The Newtonian force experienced by a point mass near a finite cylindrical source

The Newtonian gravitational force experienced by a point mass located at some external point from a thick-walled, hollow and uniform finite circular cylindrical body was recently solved by Lockerbie, Veryaskin and Xu (1993 Class. Quantum Grav. 10 2419). Their method of attack relied on the introduction of the circular cylindrical free-space Green function representation for the inverse distance which appears in the formulation of the Newtonian potential function. This ultimately leads Lockerbie et al to a final expression for the Newtonian potential function which is expressed as a double summation of even-ordered Legendre polynomials. However, the kernel of the cylindrical free-space Green function which is represented by an infinite integral of the product of two Bessel functions and a decaying exponential can be analytically evaluated in terms of a toroidal function.
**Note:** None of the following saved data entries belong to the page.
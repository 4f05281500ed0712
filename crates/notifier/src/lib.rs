//! Delivery side of the notification pipeline.
//!
//! - [`NotificationAssembler`] gates events on a template, enriches them and
//!   hands the result to a [`Mailer`]; [`SmtpMailer`] delivers over SMTP
//! - [`AttachmentResolver`] adds return labels and invoices
//! - [`NotificationSubscriber`] is the bus entry point; it never fails and
//!   records every attempted send in a notification store

pub mod assembler;
pub mod attachments;
pub mod config;
pub mod error;
pub mod services;
pub mod subscriber;

pub use assembler::{
    NotificationAssembler, NotificationOutcome, NotificationStatus, ResendOverrides,
    SendEmailOptions,
};
pub use attachments::{Attachment, AttachmentResolver};
pub use config::NotifierConfig;
pub use error::{CapabilityError, MailerError, NotifierError, Result};
pub use services::{
    Document, DocumentKind, FulfillmentProvider, InMemoryFulfillmentProvider,
    InMemoryInvoiceGenerator, InMemoryMailer, InvoiceGenerator, MailAttachment, Mailer,
    RenderedMail, SendRequest, SmtpAuth, SmtpMailer, SmtpSettings, TemplateLocals,
    TemplateRenderer, TransportOptions, UnconfiguredFulfillmentProvider,
};
pub use subscriber::NotificationSubscriber;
This leads to a simplification in the mathematical analysis developed by Lockerbie et al. Also, each term in the infinite series solution for the Newtonian potential function can be expressed in closed form in terms of elementary functions. The authors develop the Newtonian potential function by employing toroidal functions of zeroth order or Legendre functions of half-integral degree, (Bouwkamp and de Bruijn 1947 J. Appl. Phys.18 562, Cohl et al 2001 Phys. Rev.A 64 052509-1, Selvaggi et al 2004 IEEE Trans. Magn.40 3278). These functions are monotonically decreasing and converge rapidly (Moon and Spencer 1961 Field Theory for Engineers (New Jersey: Van Nostrand Company) pp 368?76, Cohl and Tohline 1999 Astrophys. J.527 86). The introduction of the toroidal harmonic expansion leads to an infinite series solution for which each term can be expressed as an elementary function. This enables one to easily compute the axial and radial forces experienced by an internal or an external point mass.